The California Supreme Court has thrown out two lawsuits that sought to get rid of the state's $3 billion stem cell research funding initiative. The high court refused to hear the cases, but said that its ruling won't prevent the lawsuits from being filed again, in a trial court. Both lawsuits sought to invalidate Proposition 71, approved by Californian voters last November. Meanwhile, the Maryland House of Delegates approved legislation yesterday that would provide $25 million of state funding annually for human embryonic stem cell (ES cell) research.

Proposition 71 was approved by 59 per cent of Californians, allowing the state to break away from federal restrictions on human ES cell research. A policy put in place by President Bush on 9 August 2001 prevents federal funds being spent on research on ES cells created after that date. However, earlier this year, two groups began legal action seeking to invalidate the measure. A 'politically conservative public interest group', called Californians for Public Accountability and Ethical Science (CPAES), said that provisions in Proposition 71, which exempt members of the newly-created California Institute for Regenerative Medicine (CIRM) from some government conflict-of-interest laws, are illegal and unconstitutional. The group also contended that the ballot in which Proposition 71 was passed violated the state's laws, which require each proposition to be based on a single subject.

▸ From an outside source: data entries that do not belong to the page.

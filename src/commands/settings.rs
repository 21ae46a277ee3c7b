use serde_json::{json, Map, Value};
use std::fs;
use std::path::{Path, PathBuf};

use crate::state::AppState;

const SETTINGS_SCHEMA_VERSION: i64 = 1;

/// Connection settings resolved from the settings file with environment
/// fallback. Consumed once at startup when picking the storage backend.
#[derive(Debug, Clone)]
pub struct BackendConfig {
    pub demo_mode: bool,
    pub supabase_url: String,
    pub supabase_anon_key: String,
}

#[tauri::command]
pub async fn get_settings(state: tauri::State<'_, AppState>) -> Result<Value, String> {
    load_settings_from_disk(&state.config_dir)
}

#[tauri::command]
pub async fn save_settings(
    state: tauri::State<'_, AppState>,
    settings: Value,
) -> Result<Value, String> {
    let saved = save_settings_to_disk(&state.config_dir, settings)?;
    log::info!("settings saved; backend changes apply on next launch");
    Ok(saved)
}

/// Resolve the backend connection from settings, falling back to the
/// `SUPABASE_URL` / `SUPABASE_ANON_KEY` environment variables when the
/// settings file leaves them empty.
pub fn backend_config(settings: &Value) -> BackendConfig {
    let demo_mode = settings
        .get("demoMode")
        .and_then(Value::as_bool)
        .unwrap_or(false);

    let supabase_url = non_empty_string(settings, "supabaseUrl")
        .or_else(|| std::env::var("SUPABASE_URL").ok())
        .unwrap_or_default();
    let supabase_anon_key = non_empty_string(settings, "supabaseAnonKey")
        .or_else(|| std::env::var("SUPABASE_ANON_KEY").ok())
        .unwrap_or_default();

    BackendConfig {
        demo_mode,
        supabase_url,
        supabase_anon_key,
    }
}

fn non_empty_string(settings: &Value, key: &str) -> Option<String> {
    settings
        .get(key)
        .and_then(Value::as_str)
        .filter(|value| !value.is_empty())
        .map(str::to_string)
}

pub fn load_settings_from_disk(config_dir: &Path) -> Result<Value, String> {
    let path = settings_path(config_dir);
    ensure_config_dir(config_dir)?;

    let original = if path.exists() {
        let raw = fs::read_to_string(&path)
            .map_err(|e| format!("Failed to read settings.json: {e}"))?;
        serde_json::from_str::<Value>(&raw).unwrap_or_else(|_| json!({}))
    } else {
        json!({})
    };

    let migrated = migrate_settings(original.clone());
    if migrated != original || !path.exists() {
        write_settings_file(&path, &migrated)?;
    }

    Ok(migrated)
}

pub fn save_settings_to_disk(config_dir: &Path, settings: Value) -> Result<Value, String> {
    let path = settings_path(config_dir);
    ensure_config_dir(config_dir)?;

    let mut merged = load_settings_from_disk(config_dir).unwrap_or_else(|_| default_settings());
    merge_settings(&mut merged, &settings);

    let migrated = migrate_settings(merged);
    write_settings_file(&path, &migrated)?;
    Ok(migrated)
}

pub fn default_settings() -> Value {
    json!({
        "schema_version": SETTINGS_SCHEMA_VERSION,
        "supabaseUrl": "",
        "supabaseAnonKey": "",
        "demoMode": false,
        "maskSecrets": true,
        "theme": "system"
    })
}

fn settings_path(config_dir: &Path) -> PathBuf {
    config_dir.join("settings.json")
}

fn ensure_config_dir(config_dir: &Path) -> Result<(), String> {
    fs::create_dir_all(config_dir).map_err(|e| format!("Failed to create config directory: {e}"))
}

fn write_settings_file(path: &Path, settings: &Value) -> Result<(), String> {
    let raw = serde_json::to_string_pretty(settings)
        .map_err(|e| format!("Failed to serialize settings: {e}"))?;
    fs::write(path, raw).map_err(|e| format!("Failed to write settings.json: {e}"))
}

fn migrate_settings(input: Value) -> Value {
    let defaults = default_settings();
    let mut out = match input {
        Value::Object(map) => Value::Object(map),
        _ => Value::Object(Map::new()),
    };

    deep_merge_defaults(&mut out, &defaults);
    sanitize_settings(&mut out);

    if let Some(obj) = out.as_object_mut() {
        obj.insert("schema_version".to_string(), json!(SETTINGS_SCHEMA_VERSION));
    }

    out
}

fn deep_merge_defaults(target: &mut Value, defaults: &Value) {
    let (Some(target_obj), Some(default_obj)) = (target.as_object_mut(), defaults.as_object())
    else {
        return;
    };

    for (key, default_value) in default_obj {
        match target_obj.get_mut(key) {
            Some(existing) => {
                if existing.is_object() && default_value.is_object() {
                    deep_merge_defaults(existing, default_value);
                }
            }
            None => {
                target_obj.insert(key.clone(), default_value.clone());
            }
        }
    }
}

fn merge_settings(target: &mut Value, incoming: &Value) {
    match (target, incoming) {
        (Value::Object(target_obj), Value::Object(incoming_obj)) => {
            for (key, value) in incoming_obj {
                if let Some(existing) = target_obj.get_mut(key) {
                    merge_settings(existing, value);
                } else {
                    target_obj.insert(key.clone(), value.clone());
                }
            }
        }
        (target_slot, incoming_value) => {
            *target_slot = incoming_value.clone();
        }
    }
}

fn sanitize_settings(settings: &mut Value) {
    let Some(obj) = settings.as_object_mut() else {
        return;
    };

    ensure_string(obj, "supabaseUrl");
    ensure_string(obj, "supabaseAnonKey");
    ensure_bool(obj, "demoMode", false);
    ensure_bool(obj, "maskSecrets", true);
    sanitize_enum(obj, "theme", &["light", "dark", "system"], "system");
}

fn ensure_string(map: &mut Map<String, Value>, key: &str) {
    let value = map
        .get(key)
        .and_then(Value::as_str)
        .unwrap_or_default()
        .to_string();
    map.insert(key.to_string(), json!(value));
}

fn ensure_bool(map: &mut Map<String, Value>, key: &str, default: bool) {
    let value = map.get(key).and_then(Value::as_bool).unwrap_or(default);
    map.insert(key.to_string(), json!(value));
}

fn sanitize_enum(map: &mut Map<String, Value>, key: &str, allowed: &[&str], default: &str) {
    let valid = map
        .get(key)
        .and_then(Value::as_str)
        .filter(|value| allowed.contains(value))
        .unwrap_or(default);
    map.insert(key.to_string(), json!(valid));
}

#[cfg(test)]
mod tests {
    use super::*;

    #[test]
    fn missing_keys_are_filled_with_defaults() {
        let migrated = migrate_settings(json!({ "supabaseUrl": "https://proj.supabase.co" }));

        assert_eq!(migrated["supabaseUrl"], json!("https://proj.supabase.co"));
        assert_eq!(migrated["demoMode"], json!(false));
        assert_eq!(migrated["maskSecrets"], json!(true));
        assert_eq!(migrated["schema_version"], json!(SETTINGS_SCHEMA_VERSION));
    }

    #[test]
    fn invalid_values_are_sanitized() {
        let migrated = migrate_settings(json!({
            "supabaseUrl": 42,
            "demoMode": "yes",
            "theme": "neon"
        }));

        assert_eq!(migrated["supabaseUrl"], json!(""));
        assert_eq!(migrated["demoMode"], json!(false));
        assert_eq!(migrated["theme"], json!("system"));
    }

    #[test]
    fn merges_partial_settings_without_losing_existing_values() {
        let mut existing = default_settings();
        merge_settings(&mut existing, &json!({ "demoMode": true }));
        let migrated = migrate_settings(existing);

        assert_eq!(migrated["demoMode"], json!(true));
        assert_eq!(migrated["maskSecrets"], json!(true));
    }

    #[test]
    fn backend_config_reads_settings_values() {
        let settings = json!({
            "demoMode": false,
            "supabaseUrl": "https://proj.supabase.co",
            "supabaseAnonKey": "anon-key"
        });

        let config = backend_config(&settings);
        assert!(!config.demo_mode);
        assert_eq!(config.supabase_url, "https://proj.supabase.co");
        assert_eq!(config.supabase_anon_key, "anon-key");
    }
}
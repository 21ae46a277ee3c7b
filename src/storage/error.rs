use thiserror::Error;

/// Failures surfaced by a storage backend. Fetch failures are logged and
/// absorbed by the reporting path; everywhere else they bubble up to the
/// command boundary as strings.
#[derive(Debug, Error)]
pub enum StorageError {
    #[error("request failed: {0}")]
    Http(#[from] reqwest::Error),

    #[error("storage API error ({status}): {message}")]
    Api { status: u16, message: String },

    #[error("unexpected auth payload: {0}")]
    Decode(#[from] serde_json::Error),

    #[error("not signed in")]
    NotSignedIn,

    #[error("email confirmation required before signing in")]
    ConfirmationRequired,

    #[error("storage returned no row for insert into {0}")]
    MissingRow(&'static str),

    #[error("no record with id {0}")]
    NotFound(String),
}
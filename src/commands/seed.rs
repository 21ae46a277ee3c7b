use serde::{Deserialize, Serialize};

use crate::commands::storage_err;
use crate::state::AppState;
use crate::storage::{demo, RecordStore};

#[derive(Debug, Clone, Serialize, Deserialize)]
pub struct SeedOutcome {
    pub seeded: bool,
    pub message: String,
}

#[tauri::command]
pub async fn seed_demo_data(state: tauri::State<'_, AppState>) -> Result<SeedOutcome, String> {
    seed_demo_data_internal(&state.store).await
}

/// Populate a fresh account with the demo inventory. A no-op when the
/// account already owns API keys, so repeated sign-ins never duplicate
/// rows.
pub async fn seed_demo_data_internal<S: RecordStore>(store: &S) -> Result<SeedOutcome, String> {
    let existing = store.list_api_keys().await.map_err(storage_err)?;
    if !existing.is_empty() {
        return Ok(SeedOutcome {
            seeded: false,
            message: "Demo data already exists".to_string(),
        });
    }

    for key in demo::demo_api_keys() {
        store.insert_api_key(key).await.map_err(storage_err)?;
    }
    for ip in demo::demo_ip_addresses() {
        store.insert_ip_address(ip).await.map_err(storage_err)?;
    }

    log::info!("seeded demo inventory");
    Ok(SeedOutcome {
        seeded: true,
        message: "Demo data seeded successfully".to_string(),
    })
}
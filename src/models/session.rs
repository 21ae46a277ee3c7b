use chrono::{DateTime, Utc};
use serde::{Deserialize, Serialize};

#[derive(Debug, Clone, Serialize, Deserialize)]
pub struct SessionUser {
    pub id: String,
    pub email: String,
}

/// Active auth session. Held by the storage client and used to scope every
/// REST call to the signed-in operator's rows. Deliberately not
/// serializable: tokens must not leave the backend.
#[derive(Debug, Clone)]
pub struct Session {
    pub access_token: String,
    pub refresh_token: String,
    pub expires_at: DateTime<Utc>,
    pub user: SessionUser,
}

/// Session view handed to the webview; never includes tokens.
#[derive(Debug, Clone, Serialize, Deserialize)]
pub struct SessionInfo {
    pub user_id: String,
    pub email: String,
    pub expires_at: DateTime<Utc>,
}

impl From<&Session> for SessionInfo {
    fn from(session: &Session) -> Self {
        SessionInfo {
            user_id: session.user.id.clone(),
            email: session.user.email.clone(),
            expires_at: session.expires_at,
        }
    }
}

/// Discrete auth state change, emitted to the webview as an event stream.
#[derive(Debug, Clone, Copy, PartialEq, Eq, Serialize, Deserialize)]
#[serde(rename_all = "SCREAMING_SNAKE_CASE")]
pub enum AuthEvent {
    SignedIn,
    SignedOut,
}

CIRM is governed by the Independent Citizen's Oversight Committee, which has 29 appointed members, including five appointed by state Governor Arnold Schwarzenegger. The 29 members are in charge of awarding CIRM's research grants, loans and contracts. The second lawsuit, brought by the pro-life lawyers' group Life Legal Defence Foundation, argued that the California Constitution makes it clear that taxpayers' money must be under the exclusive management and control of the state. It said that the way the new initiative is set up violates that requirement.

The Supreme Court rejected both cases last week, but lawyers representing both groups have said they will probably re-file. David Llewellyn, of CPAES, said that it was 'highly likely', that some form of action will now be brought in a lower court. Bob Klein, chairman of the Oversight Committee, said: 'We would have preferred the Californian Supreme Court to rule on this litigation, but the Institute will now consider its options and take prompt action'.

The Maryland House of Delegates has approved legislation that would also provide state funding for human ES research to get around the federal funding ban. The bill, which was approved by 81 votes to 53, will now go to the state Senate, where it has been approved by one committee but is awaiting a vote in a second committee. It would set aside part of the money Maryland gets from tobacco companies for ES cell research using embryos left over from fertility treatments. The Maryland bill follows other state bills - from New Jersey, Wisconsin and Illinois - which will provide state funding for ES cell research, hoping to stave off a 'brain drain' of researchers to California.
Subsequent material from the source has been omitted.